P1829 [国家集训队]Crash的数字表格（推了好久的mobius反演）

P1829 [国家集训队]Crash的数字表格 / JZPTAB

推导过程

$\sum_{i = 1} ^{n} \sum_{j = 1} ^{m} lcm(i, j)$

$= \sum_{i = 1} ^{n} \sum_{j = 1} ^{m} \frac{ij}{gcd(i, j)}$

$= \sum_{d = 1} ^{n} \frac{1}{d}\sum_{i = 1} ^{n} \sum_{j} ^{m} ij(gcd(i, j) == d)$

$=\sum_{d = 1} ^{n} d \sum_{i = 1} ^{\frac{n}{d}} \sum_{j = 1} ^{\frac{m}{d}}ij(gcd(i, j) == 1)$

$=\sum_{d = 1} ^{n} d \sum_{i = 1} ^{\frac{n}{d}} \sum_{j = 1} ^{\frac{m}{d}}ij\sum_{k \mid gcd(i, j)} \mu(k)$

$= \sum_{d = 1} ^{n} d \sum_{k = 1} ^{\frac{n}{d}}k ^ 2 \mu(k) \sum_{i = 1} ^{\frac{n}{kd}}i \sum_{j = 1} ^{\frac{m}{kd}}j$

$= \sum_{d = 1} ^{n} d\sum_{k = 1} ^{\frac{n}{d}}k ^ 2 \mu(k)\frac{\lfloor\frac{n}{kd}\rfloor(\lfloor\frac{n}{kd}\rfloor + 1)}{2}\frac{\lfloor\frac{m}{kd}\rfloor(\lfloor\frac{m}{kd}\rfloor + 1)}{2}$

所以我们只要预处理出 $sum_{k = 1} ^{\frac{n}{d}}k ^ 2 \mu(k)$ ，然后再进行两次分块即可。

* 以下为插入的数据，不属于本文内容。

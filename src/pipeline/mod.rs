//! Trained pipelines as handed over by training.
//!
//! A [`TrainedPipeline`] is an ordered list of stages plus the features the
//! caller wants back. A stage may read any feature of the input row or any
//! feature produced by an earlier stage.
//!
//! # Example
//! ```ignore
//! use localscore::pipeline::{Stage, TrainedPipeline, WrappedStage};
//!
//! let pipeline = TrainedPipeline::new(vec![Feature::real("age_scaled")])
//!     .add_native(DaysBetween::new("birth_date", "age_days", reference_ms))
//!     .add_wrapped(scaler_stage);
//! ```

mod stage;

pub use stage::{
    NativeTransform, Stage, TrainedStage, WrappedStage, DEFAULT_INPUT_PARAM, DEFAULT_OUTPUT_PARAM,
};

use crate::value::Feature;

/// Ordered stages plus the declared result features.
pub struct TrainedPipeline {
    stages: Vec<Box<dyn TrainedStage>>,
    result_features: Vec<Feature>,
}

impl TrainedPipeline {
    /// Create an empty pipeline returning `result_features`.
    pub fn new(result_features: Vec<Feature>) -> Self {
        Self {
            stages: Vec::new(),
            result_features,
        }
    }

    /// Append a native stage.
    pub fn add_native(self, transform: impl NativeTransform + 'static) -> Self {
        self.add_stage(Stage::native(transform))
    }

    /// Append a wrapped stage.
    pub fn add_wrapped(self, stage: WrappedStage) -> Self {
        self.add_stage(Stage::Wrapped(stage))
    }

    /// Append any stage implementing [`TrainedStage`].
    pub fn add_stage(mut self, stage: impl TrainedStage + 'static) -> Self {
        self.stages.push(Box::new(stage));
        self
    }

    pub fn stages(&self) -> &[Box<dyn TrainedStage>] {
        &self.stages
    }

    pub fn result_features(&self) -> &[Feature] {
        &self.result_features
    }

    pub fn len(&self) -> usize {
        self.stages.len()
    }

    pub fn is_empty(&self) -> bool {
        self.stages.is_empty()
    }

    /// Stage names in pipeline order.
    pub fn stage_names(&self) -> Vec<&str> {
        self.stages.iter().map(|s| s.name()).collect()
    }
}

#[cfg(test)]
mod tests {
    use super::*;
    use crate::features::FnTransform;
    use crate::interchange::ExternalTransformer;
    use crate::value::Value;

    #[test]
    fn test_empty_pipeline() {
        let pipeline = TrainedPipeline::new(vec![Feature::real("y")]);
        assert!(pipeline.is_empty());
        assert_eq!(pipeline.len(), 0);
        assert_eq!(pipeline.result_features().len(), 1);
    }

    #[test]
    fn test_stage_names_keep_order() {
        let wrapped = WrappedStage::new(
            ExternalTransformer::new("max_abs_scaler", "mas"),
            vec![Feature::real("a")],
            Feature::real("b"),
        );
        let pipeline = TrainedPipeline::new(vec![Feature::real("b")])
            .add_native(FnTransform::new("first", Feature::real("a"), |_| {
                Ok(Value::Real(0.0))
            }))
            .add_wrapped(wrapped)
            .add_native(FnTransform::new("last", Feature::real("c"), |_| Ok(Value::Null)));

        assert_eq!(pipeline.stage_names(), vec!["first", "mas", "last"]);
    }
}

整体复杂度 $\sqrt n \sqrt n = n$ 还是线性 $O(n)$ 的。

代码

/*
  Author : lifehappy
*/
#pragma GCC optimize(2)
#pragma GCC optimize(3)
#include <bits/stdc++.h>

#define mp make_pair
#define pb push_back
#define endl '\n'
#define mid (l + r >> 1)
#define lson rt << 1, l, mid
#define rson rt << 1 | 1, mid + 1, r
#define ls rt << 1
#define rs rt << 1 | 1

using namespace std;

typedef long long ll;
typedef unsigned long long ull;
typedef pair<int, int> pii;

const double pi = acos(-1.0);
const double eps = 1e-7;
const int inf = 0x3f3f3f3f;

inline ll read() {
    ll f = 1, x = 0;
    char c = getchar();
    while(c < '0' || c > '9') {
        if(c == '-')    f = -1;
        c = getchar();
    }
    while(c >= '0' && c <= '9') {
        x = (x << 1) + (x << 3) + (c ^ 48);
        c = getchar();
    }
    return f * x;
}

const int N = 1e7 + 10, mod = 20101009;

bool st[N];

vector<int> prime;

int n, m;
ll mu[N];

void mobius() {
    st[0] = st[1] = mu[1] = 1;
    for(int i = 2; i < N; i++) {
        if(!st[i]) {
            prime.pb(i);
            mu[i] = -1;
        }
        for(int j = 0; j < prime.size() && i * prime[j] < N; j++) {
            st[i * prime[j]] = 1;
            if(i % prime[j] == 0) break;
            mu[i * prime[j]] = -mu[i];
        }
    }
    for(int i = 1; i < N; i++) {
        mu[i] = (mu[i - 1] + mu[i] *  i % mod * i % mod + mod) % mod;
    }
}

ll calc1(ll l, ll r) {
    return (l + r) * (r - l + 1) / 2 % mod;
}

ll calc2(ll n, ll m) {
    ll ans = 0;
    if(n > m) swap(n, m);
    for(ll l = 1, r; l <= n; l = r + 1) {
        r = min(n / (n / l), m / (m / l));
        ans = (ans + (mu[r] - mu[l - 1] + mod) % mod * calc1(1, n / l) % mod * calc1(1, m / l) % mod + mod) % mod;
    }
    return ans;
}

int main() {
    // freopen("in.txt", "r", stdin);
    // freopen("out.txt", "w", stdout);
    // ios::sync_with_stdio(false), cin.tie(0), cout.tie(0);
    mobius();
    ll n = read(), m = read(), ans = 0;
    if(n > m) swap(n, m);
    for(ll l = 1, r; l <= n; l = r + 1) {
        r = min(n / (n / l), m / (m / l));
        ans = (ans + calc1(l, r) * calc2(n / l, m / l) % mod) % mod;
    }
    printf("%lld\n", ans);
	return 0;
}